I could relate with that.
The Prozac was not an instant fix-it kind of drug. It was medication, like high blood pressure medication. It treated my symptoms. As I started feeling better, I could then work on the root of the problem and begin to heal from things in the past. It helped me clearly think about how God’s grace applied to me.
I believe that Steven’s success, and the f
act that it put both of us in the spotlight, was part of God’s plan to glorify Himself through my struggles and inadequacies. I am the absolute least likely candidate in the world to be a “Christian celebrity wife.” I’ve always wanted to be just like Beth Moore when I grow up . . . so wise in the Word, a prolific speaker, great hair, and in love with Jesus! Or Ruth Graham, married for a lifetime to Billy, spunky and beautifully graceful all at the same time. Or Mother Teresa, who simply lived love through her actions.
But God made me the way He did and gave me the story we’re living. And even though I am not your usual candidate for celebrity wifedom, I believe it is all about showing off His glory. If a lot of people are watching our faith journey, our marriage, and our family because of Steven’s musical success, then that’s great, because it will help to shatter the illusion that Christians are supposed to be perfect.
People need to know that Christian leaders, singers, preachers, writers, whoever, are as cracked and broken as the next person. Maybe more so. Hopefully they are in positions of leadership, though, because they are serious about following Christ, and so people can see that real success in the kingdom of God is not about being strong and looking good and knowing all the right answers. It’s about continually yielding oneself to Jesus and determining to take purposeful little steps of obedience, and the ragged reality that it’s all about God and His grace at work in us.

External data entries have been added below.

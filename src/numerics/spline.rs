//! # Cubic splines on tabulated data
//!
//! Second-derivative tables for cubic-spline interpolation, built with the classic tridiagonal
//! sweep, plus the companion operations needed by the thermodynamics pipeline:
//!
//! - [`second_derivatives`] – spline second derivatives with natural or estimated-slope ends,
//! - [`node_derivatives`] – first derivative of the spline at every node,
//! - [`running_integral`] – cumulative integral of the spline from the first node,
//! - [`bracket_index`] / [`closeby_bracket_index`] – interval lookup for increasing abscissas,
//! - [`evaluate_in_bracket`] – spline value inside a known interval.
//!
//! The abscissa only has to be **strictly monotone**: the tridiagonal construction, the
//! node derivatives and the quadrature work unchanged on decreasing grids (the thermodynamics
//! table is increasing in redshift and therefore decreasing in conformal time).
use itertools::Itertools;

use crate::thermo_errors::ThermoError;

/// Boundary condition closing the tridiagonal spline system.
#[derive(Debug, Clone, Copy, PartialEq, Eq)]
pub enum SplineBoundary {
    /// Zero second derivative at both ends.
    Natural,
    /// First derivative at each end estimated from the parabola through the three outermost nodes.
    EstimatedDerivative,
}

/// Check that `x` is strictly increasing or strictly decreasing.
///
/// Return
/// ----------
/// * `Ok(())`, or [`ThermoError::MonotonicityViolation`] pointing at the first offending row.
pub fn check_strictly_monotone(x: &[f64]) -> Result<(), ThermoError> {
    if x.len() < 2 {
        return Ok(());
    }
    let increasing = x[1] > x[0];
    for (row, (&previous, &current)) in x.iter().tuple_windows().enumerate() {
        let ordered = if increasing {
            current > previous
        } else {
            current < previous
        };
        if !ordered {
            return Err(ThermoError::MonotonicityViolation {
                row: row + 1,
                previous,
                current,
            });
        }
    }
    Ok(())
}

/// Slope at `x[0]` of the parabola through `(x[0], y[0])`, `(x[1], y[1])`, `(x[2], y[2])`.
fn parabola_slope(x: [f64; 3], y: [f64; 3]) -> f64 {
    let d1 = x[1] - x[0];
    let d2 = x[2] - x[0];
    (d2 * d2 * (y[1] - y[0]) - d1 * d1 * (y[2] - y[0])) / (d2 * d1 * (x[2] - x[1]))
}

/// Compute the spline second derivatives of `y(x)`.
///
/// Arguments
/// -----------------
/// * `x`: strictly monotone abscissa.
/// * `y`: ordinates, same length as `x`.
/// * `boundary`: end conditions of the spline.
///
/// Return
/// ----------
/// * The vector of `d²y/dx²` at every node, or
///   [`ThermoError::MonotonicityViolation`] if `x` is not strictly monotone, or
///   [`ThermoError::ConfigurationError`] if the table is too short or lengths differ.
pub fn second_derivatives(
    x: &[f64],
    y: &[f64],
    boundary: SplineBoundary,
) -> Result<Vec<f64>, ThermoError> {
    let n = x.len();
    if y.len() != n {
        return Err(ThermoError::ConfigurationError(format!(
            "spline abscissa and ordinate lengths differ ({n} vs {})",
            y.len()
        )));
    }
    let min_len = match boundary {
        SplineBoundary::Natural => 2,
        SplineBoundary::EstimatedDerivative => 3,
    };
    if n < min_len {
        return Err(ThermoError::ConfigurationError(format!(
            "at least {min_len} nodes are needed to build a spline, got {n}"
        )));
    }
    check_strictly_monotone(x)?;

    let mut ddy = vec![0.0; n];
    let mut u = vec![0.0; n];

    if boundary == SplineBoundary::EstimatedDerivative {
        let dy_first = parabola_slope([x[0], x[1], x[2]], [y[0], y[1], y[2]]);
        ddy[0] = -0.5;
        u[0] = (3. / (x[1] - x[0])) * ((y[1] - y[0]) / (x[1] - x[0]) - dy_first);
    }

    // Forward sweep
    for i in 1..n - 1 {
        let sig = (x[i] - x[i - 1]) / (x[i + 1] - x[i - 1]);
        let p = sig * ddy[i - 1] + 2.;
        ddy[i] = (sig - 1.) / p;
        let slope_jump =
            (y[i + 1] - y[i]) / (x[i + 1] - x[i]) - (y[i] - y[i - 1]) / (x[i] - x[i - 1]);
        u[i] = (6. * slope_jump / (x[i + 1] - x[i - 1]) - sig * u[i - 1]) / p;
    }

    let (qn, un) = match boundary {
        SplineBoundary::Natural => (0., 0.),
        SplineBoundary::EstimatedDerivative => {
            let dy_last = parabola_slope(
                [x[n - 1], x[n - 2], x[n - 3]],
                [y[n - 1], y[n - 2], y[n - 3]],
            );
            let h = x[n - 1] - x[n - 2];
            (0.5, (3. / h) * (dy_last - (y[n - 1] - y[n - 2]) / h))
        }
    };
    ddy[n - 1] = (un - qn * u[n - 2]) / (qn * ddy[n - 2] + 1.);

    // Back substitution
    for k in (0..n - 1).rev() {
        ddy[k] = ddy[k] * ddy[k + 1] + u[k];
    }

    Ok(ddy)
}

/// First derivative of the spline at every node.
pub fn node_derivatives(x: &[f64], y: &[f64], ddy: &[f64]) -> Vec<f64> {
    let n = x.len();
    let mut dy = Vec::with_capacity(n);
    for i in 0..n - 1 {
        let h = x[i + 1] - x[i];
        dy.push((y[i + 1] - y[i]) / h - h * (2. * ddy[i] + ddy[i + 1]) / 6.);
    }
    let h = x[n - 1] - x[n - 2];
    dy.push((y[n - 1] - y[n - 2]) / h + h * (ddy[n - 2] + 2. * ddy[n - 1]) / 6.);
    dy
}

/// Running integral `∫_{x[0]}^{x[i]} y dx` of the spline, one value per node.
///
/// Each interval contributes `h (y_i + y_{i+1}) / 2 − h³ (y''_i + y''_{i+1}) / 24`, which is the
/// exact integral of the cubic piece. The accumulation is a sequential prefix sum.
pub fn running_integral(x: &[f64], y: &[f64], ddy: &[f64]) -> Vec<f64> {
    let mut acc = 0.0;
    let mut out = Vec::with_capacity(x.len());
    out.push(0.0);
    for i in 0..x.len() - 1 {
        acc += interval_integral(x[i + 1] - x[i], [y[i], y[i + 1]], [ddy[i], ddy[i + 1]]);
        out.push(acc);
    }
    out
}

/// Exact integral of one cubic spline piece of width `h`.
#[inline]
pub fn interval_integral(h: f64, y: [f64; 2], ddy: [f64; 2]) -> f64 {
    h * (y[0] + y[1]) / 2. - h * h * h * (ddy[0] + ddy[1]) / 24.
}

/// Index `i` such that `x[i] <= value <= x[i + 1]` for a strictly increasing `x`.
///
/// Return
/// ----------
/// * `None` if `value` is outside `[x[0], x[n-1]]` or not a number.
pub fn bracket_index(x: &[f64], value: f64) -> Option<usize> {
    let n = x.len();
    if n < 2 || !(value >= x[0] && value <= x[n - 1]) {
        return None;
    }
    let above = x.partition_point(|&v| v <= value);
    Some(above.saturating_sub(1).min(n - 2))
}

/// Same as [`bracket_index`], starting a local scan from a previously returned index.
///
/// At most `max_scan` intervals are visited on either side of `start`; if the bracket was not
/// met the function falls back to the binary search.
pub fn closeby_bracket_index(x: &[f64], value: f64, start: usize, max_scan: usize) -> Option<usize> {
    let n = x.len();
    if n < 2 || !(value >= x[0] && value <= x[n - 1]) {
        return None;
    }
    let mut i = start.min(n - 2);
    for _ in 0..=max_scan {
        if value < x[i] {
            if i == 0 {
                break;
            }
            i -= 1;
        } else if value > x[i + 1] {
            if i + 2 >= n {
                break;
            }
            i += 1;
        } else {
            return Some(i);
        }
    }
    bracket_index(x, value)
}

/// Value of the spline at `value`, inside the interval `[x[i], x[i+1]]`.
#[inline]
pub fn evaluate_in_bracket(x: &[f64], y: &[f64], ddy: &[f64], i: usize, value: f64) -> f64 {
    let h = x[i + 1] - x[i];
    let a = (x[i + 1] - value) / h;
    let b = (value - x[i]) / h;
    a * y[i] + b * y[i + 1] + ((a * a * a - a) * ddy[i] + (b * b * b - b) * ddy[i + 1]) * h * h / 6.
}

/// A cubic spline over a strictly increasing abscissa.
#[derive(Debug, Clone)]
pub struct CubicSpline {
    x: Vec<f64>,
    y: Vec<f64>,
    ddy: Vec<f64>,
}

impl CubicSpline {
    /// Build the spline of `y(x)` with the chosen end conditions.
    pub fn new(x: Vec<f64>, y: Vec<f64>, boundary: SplineBoundary) -> Result<Self, ThermoError> {
        if x.len() >= 2 && x[1] < x[0] {
            return Err(ThermoError::MonotonicityViolation {
                row: 1,
                previous: x[0],
                current: x[1],
            });
        }
        let ddy = second_derivatives(&x, &y, boundary)?;
        Ok(Self { x, y, ddy })
    }

    /// Tabulated range of the abscissa.
    pub fn domain(&self) -> (f64, f64) {
        (self.x[0], self.x[self.x.len() - 1])
    }

    /// Evaluate the spline, refusing to extrapolate.
    pub fn evaluate(&self, value: f64) -> Result<f64, ThermoError> {
        let (lo, hi) = self.domain();
        let i = bracket_index(&self.x, value).ok_or(ThermoError::OutOfRangeQuery {
            z: value,
            z_min: lo,
            z_max: hi,
        })?;
        Ok(evaluate_in_bracket(&self.x, &self.y, &self.ddy, i, value))
    }
}

#[cfg(test)]
mod spline_test {
    use super::*;
    use approx::assert_relative_eq;

    fn grid(n: usize, lo: f64, hi: f64) -> Vec<f64> {
        (0..n)
            .map(|i| lo + (hi - lo) * i as f64 / (n - 1) as f64)
            .collect()
    }

    #[test]
    fn test_spline_passes_through_data_points() {
        let x = vec![1.0, 2.0, 3.5, 4.0, 5.0];
        let y = vec![2.0, 3.0, 5.0, 4.0, 1.0];
        let spline = CubicSpline::new(x.clone(), y.clone(), SplineBoundary::Natural).unwrap();
        for (xi, yi) in x.iter().zip(y.iter()) {
            assert_eq!(spline.evaluate(*xi).unwrap(), *yi);
        }
    }

    #[test]
    fn test_natural_ends_are_zero() {
        let x = grid(20, 0., 3.);
        let y: Vec<f64> = x.iter().map(|v| v.sin()).collect();
        let ddy = second_derivatives(&x, &y, SplineBoundary::Natural).unwrap();
        assert_eq!(ddy[0], 0.);
        assert_eq!(ddy[19], 0.);
    }

    #[test]
    fn test_estimated_derivative_reproduces_parabola_curvature() {
        // a parabola is reproduced exactly when the end slopes are estimated from parabolas
        let x = grid(15, -1., 2.);
        let y: Vec<f64> = x.iter().map(|v| 3. * v * v - v + 2.).collect();
        let ddy = second_derivatives(&x, &y, SplineBoundary::EstimatedDerivative).unwrap();
        for value in ddy {
            assert_relative_eq!(value, 6., epsilon = 1e-9);
        }
    }

    #[test]
    fn test_decreasing_abscissa() {
        let x: Vec<f64> = grid(50, 0., 2.).into_iter().rev().collect();
        let y: Vec<f64> = x.iter().map(|v| v.exp()).collect();
        let ddy = second_derivatives(&x, &y, SplineBoundary::EstimatedDerivative).unwrap();
        let dy = node_derivatives(&x, &y, &ddy);
        for (xi, dyi) in x.iter().zip(&dy) {
            assert_relative_eq!(*dyi, xi.exp(), max_relative = 1e-3);
        }
        for (xi, ddyi) in x.iter().zip(&ddy).skip(5).take(40) {
            assert_relative_eq!(*ddyi, xi.exp(), max_relative = 1e-3);
        }
        // integral from x = 2 down to x = 0 is -(e² - 1)
        let integral = running_integral(&x, &y, &ddy);
        assert_relative_eq!(integral[49], -(2f64.exp() - 1.), max_relative = 1e-6);
    }

    #[test]
    fn test_non_monotone_abscissa_is_rejected() {
        let x = vec![0., 1., 1., 2.];
        let y = vec![0., 1., 2., 3.];
        let err = second_derivatives(&x, &y, SplineBoundary::Natural).unwrap_err();
        assert_eq!(
            err,
            ThermoError::MonotonicityViolation {
                row: 2,
                previous: 1.,
                current: 1.
            }
        );
    }

    #[test]
    fn test_bracket_lookup() {
        let x = grid(11, 0., 10.);
        assert_eq!(bracket_index(&x, 0.), Some(0));
        assert_eq!(bracket_index(&x, 10.), Some(9));
        assert_eq!(bracket_index(&x, 4.5), Some(4));
        assert_eq!(bracket_index(&x, 4.), Some(4));
        assert_eq!(bracket_index(&x, -1e-9), None);
        assert_eq!(bracket_index(&x, f64::NAN), None);
        assert_eq!(closeby_bracket_index(&x, 5.5, 4, 4), Some(5));
        assert_eq!(closeby_bracket_index(&x, 0.5, 9, 2), Some(0));
        assert_eq!(closeby_bracket_index(&x, 11., 9, 2), None);
    }

    #[test]
    fn test_evaluate_out_of_range() {
        let spline = CubicSpline::new(grid(5, 0., 1.), vec![0.; 5], SplineBoundary::Natural).unwrap();
        assert!(matches!(
            spline.evaluate(1.5),
            Err(ThermoError::OutOfRangeQuery { .. })
        ));
    }
}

I still have awfully dark days. I still take medication. I still see a counselor. I wish God would take my depression away. But so far He hasn’t, and perhaps that is because He’s using this as a way to keep me dependent on Him. I have to get my worth from Christ and Christ alone.
It’s a journey. I recognize the dark tides that can push and pull me to places I don’t want to go. So I anchor myself to the One who can take me where I do want to go.
I take a perverse pleasure in so many of the Psalms, and I am so absolutely grateful to God that He would include the wild writings of a guy like David, who clearly had his ups and downs. I can relate with the pain and great sweeps of melancholy in the Psalms. But I can also relate with the way David always returned to his hope in the Lord. His pain was real, but so was his hope. And in spite of being slightly crazy, David knew that the Lord God Himself knew him before he was born. He is the One who will cause our stories to ultimately end secure and well, right in His arms.